DANVERS — Civil rights leaders, elected officials, and residents decried school and police officials in this North Shore town on Monday for concealing allegations of violent, racist, and homophobic locker room behavior by members of the 2019-2020 boys varsity high school hockey team, whose coach was a prominent Danvers police sergeant.
At an evening School Committee meeting, longtime school Superintendent Lisa Dana became a target of the outcry, as board member Robin Doherty called for her to be placed on immediate leave, while others said anyone responsible for the district’s handling of the alleged misconduct should resign.
The outcry followed a Boston Globe report over the weekend on an effort by town officials to withhold details of the locker room behavior and offensive language allegedly used by members of the team in group texts.
Gabe Lopes, a Black resident whose children attend the Danvers schools, told the board the district needs a sweeping change of leadership to provide “a fresh start.”
“Please step down,” Lopes said, addressing Dana and other school leaders during a tense and at times contentious meeting.
With about 35 people in attendance, some carrying signs protesting the district’s response to the allegations, the board went into executive session after Doherty called for the five-member panel to vote on placing Dana on immediate administrative leave “while the School Committee can ascertain the best path moving forward for the administration and students.”
Board member Alice Campbell, who like Doherty was first elected in May, seconded the motion.
“It is unacceptable that not a single adult was held accountable,” Campbell said. “With a lack of real action, we failed our students, parents, caregivers, and community members . . . we cannot accept no further action.”
Dana told the board she is committed to improving the district’s climate of diversity, equity, and inclusion and listed steps she has taken in response to the alleged misconduct. She did not address the call to place her on leave. The committee will hold another executive session next Monday to discuss the motion further.
In a Facebook post earlier in the day, US Representative Seth Moulton said the Globe report “shows that there has been a clear failure of leadership and courage at all levels, from the coaches to administrators. This negligence only contributed to the perpetuation of this toxic and harmful culture. If Danvers wants to move forward from this, they will have to do so with transparency, accountability and confronting this issue head on.”
Town officials learned of the hockey team’s alleged misconduct in June 2020. They later compiled two investigative reports and commissioned a third but have since blacked out references in those reports to the alleged locker room conduct and group text chat.
Board member Arthur Skarmeas, who served on the committee during the investigations, cautioned against “scapegoating’' anyone and defended the board’s handling of the allegations.
“If you think we haven’t done anything about this for the past year and a half and took it lightly or brushed it off or swept it under the rug, that’s a bunch of crap,” Skarmeas said.
Eric Crane, the committee chair, also defended the board, saying school leaders were legally obligated to protect the privacy of students and employees.
A member of the 2019-20 hockey team told the Globe that he reported to police, school officials, and a special investigator that two teammates physically restrained him while another repeatedly struck him in the face with a plastic sex toy because he refused to shout a racial slur in one of the all-white team’s locker room rituals.
The rituals were allegedly known on the team as “Hard R Fridays,” the “R” referring to the final letter of the n-word.
The player said he also reported that a player touched him inappropriately after the team stripped naked and turned off the lights during a locker room ritual known as “Gay Tuesdays.”
The police sergeant who coached the team, Stephen Baldassare, has denied knowing anything about the locker room behavior or offensive texts, according to town officials.
Baldassare resigned from his coaching position in July. He was the high school resource officer when he began coaching the team in 2015. He now serves in the police department’s juvenile division.
Robert Trestan, New England regional director of the Anti-Defamation League, has helped many school districts confront hate speech, discrimination, and abuse.

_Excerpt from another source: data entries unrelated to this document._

// Session context shared by every page that needs the signed-in user.
//
// The context is populated once at start-up (from a `SessionStore`), replaced
// on login and invalidated on logout or when the backend answers 401. Feature
// components only read from it.

use parking_lot::RwLock;
use serde::{Deserialize, Serialize};
use std::path::PathBuf;
use std::sync::Arc;
use thiserror::Error;
use tracing::{debug, info, warn};

#[derive(Error, Debug)]
pub enum SessionError {
    #[error("I/O error: {0}")]
    IoError(#[from] std::io::Error),

    #[error("Session data is corrupt: {0}")]
    Corrupt(#[from] serde_json::Error),
}

#[derive(Debug, Clone, PartialEq, Eq, Serialize, Deserialize)]
pub struct CurrentUser {
    pub id: i64,
    #[serde(default, alias = "firstName")]
    pub first_name: String,
    #[serde(default, alias = "lastName")]
    pub last_name: String,
    #[serde(default)]
    pub email: String,
}

impl CurrentUser {
    pub fn name(&self) -> String {
        format!("{} {}", self.first_name, self.last_name)
            .trim()
            .to_string()
    }
}

#[derive(Debug, Clone, PartialEq, Eq, Serialize, Deserialize)]
pub struct Session {
    pub token: String,
    pub user: CurrentUser,
}

// Where the session survives between runs
pub trait SessionStore: Send + Sync {
    fn load(&self) -> Result<Option<Session>, SessionError>;
    fn save(&self, session: &Session) -> Result<(), SessionError>;
    fn clear(&self) -> Result<(), SessionError>;
}

#[derive(Debug, Default)]
pub struct MemorySessionStore {
    slot: RwLock<Option<Session>>,
}

impl MemorySessionStore {
    pub fn new() -> Self {
        Self::default()
    }

    pub fn with_session(session: Session) -> Self {
        Self {
            slot: RwLock::new(Some(session)),
        }
    }
}

impl SessionStore for MemorySessionStore {
    fn load(&self) -> Result<Option<Session>, SessionError> {
        Ok(self.slot.read().clone())
    }

    fn save(&self, session: &Session) -> Result<(), SessionError> {
        *self.slot.write() = Some(session.clone());
        Ok(())
    }

    fn clear(&self) -> Result<(), SessionError> {
        *self.slot.write() = None;
        Ok(())
    }
}

// JSON file holding `{ token, user }`
#[derive(Debug, Clone)]
pub struct FileSessionStore {
    path: PathBuf,
}

impl FileSessionStore {
    pub fn new(path: impl Into<PathBuf>) -> Self {
        Self { path: path.into() }
    }
}

impl SessionStore for FileSessionStore {
    fn load(&self) -> Result<Option<Session>, SessionError> {
        match std::fs::read_to_string(&self.path) {
            Ok(content) => Ok(Some(serde_json::from_str(&content)?)),
            Err(e) if e.kind() == std::io::ErrorKind::NotFound => Ok(None),
            Err(e) => Err(SessionError::IoError(e)),
        }
    }

    fn save(&self, session: &Session) -> Result<(), SessionError> {
        if let Some(parent) = self.path.parent() {
            if !parent.as_os_str().is_empty() {
                std::fs::create_dir_all(parent)?;
            }
        }
        std::fs::write(&self.path, serde_json::to_vec_pretty(session)?)?;
        Ok(())
    }

    fn clear(&self) -> Result<(), SessionError> {
        match std::fs::remove_file(&self.path) {
            Ok(()) => Ok(()),
            Err(e) if e.kind() == std::io::ErrorKind::NotFound => Ok(()),
            Err(e) => Err(SessionError::IoError(e)),
        }
    }
}

#[derive(Clone)]
pub struct SessionContext {
    current: Arc<RwLock<Option<Session>>>,
    store: Arc<dyn SessionStore>,
}

impl std::fmt::Debug for SessionContext {
    fn fmt(&self, f: &mut std::fmt::Formatter<'_>) -> std::fmt::Result {
        f.debug_struct("SessionContext")
            .field("signed_in", &self.is_signed_in())
            .finish()
    }
}

impl SessionContext {
    // A signed-out context with nothing persisted
    pub fn anonymous() -> Self {
        Self::with_store(Arc::new(MemorySessionStore::new()))
    }

    fn with_store(store: Arc<dyn SessionStore>) -> Self {
        Self {
            current: Arc::new(RwLock::new(None)),
            store,
        }
    }

    /// Reads the persisted session at application start. A corrupt store is
    /// treated as signed out and wiped rather than failing start-up.
    pub fn restore(store: Arc<dyn SessionStore>) -> Self {
        let context = Self::with_store(store);
        match context.store.load() {
            Ok(Some(session)) => {
                debug!(user_id = session.user.id, "Restored persisted session");
                *context.current.write() = Some(session);
            }
            Ok(None) => debug!("No persisted session"),
            Err(e) => {
                warn!(error = %e, "Discarding unreadable session");
                if let Err(e) = context.store.clear() {
                    warn!(error = %e, "Failed to clear session store");
                }
            }
        }
        context
    }

    pub fn establish(&self, session: Session) -> Result<(), SessionError> {
        info!(user_id = session.user.id, "Session established");
        self.store.save(&session)?;
        *self.current.write() = Some(session);
        Ok(())
    }

    // Logout, or the backend rejected the token
    pub fn invalidate(&self) {
        if self.current.write().take().is_some() {
            info!("Session invalidated");
        }
        if let Err(e) = self.store.clear() {
            warn!(error = %e, "Failed to clear session store");
        }
    }

    pub fn current_user(&self) -> Option<CurrentUser> {
        self.current.read().as_ref().map(|s| s.user.clone())
    }

    pub fn token(&self) -> Option<String> {
        self.current.read().as_ref().map(|s| s.token.clone())
    }

    pub fn is_signed_in(&self) -> bool {
        self.current.read().is_some()
    }
}

#[cfg(test)]
pub(crate) fn test_session() -> Session {
    Session {
        token: "token-abc".to_string(),
        user: CurrentUser {
            id: 42,
            first_name: "Amara".to_string(),
            last_name: "Silva".to_string(),
            email: "amara@example.com".to_string(),
        },
    }
}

“When schools conduct an investigation, they owe it to the community to be clear and comprehensive about its scope, and report out the findings and its commitment to implementing any recommendations,” Trestan said. “Community stakeholders have a right to know what happened and what steps are being taken to ensure that every aspect of the school environment, from the ice to the hallways, are free from all forms of racism, antisemitism and hate.”
Addressing the school board, a woman whose son was a freshman on the 2019-20 team and remains on the team defended Baldassare and said her son saw nothing inappropriate in the locker room. She said Baldassare’s detractors have falsely branded him with a “a scarlet letter’' and caused mental anguish for her son and other players who never misbehaved.
Robin Healy, who is Crane’s wife, told the board she believed the alleged victim’s account and suspected that other players may also have been abused. But as “appalled” as she was by the accusations, she expressed sympathy for players who did nothing wrong but felt tainted by association.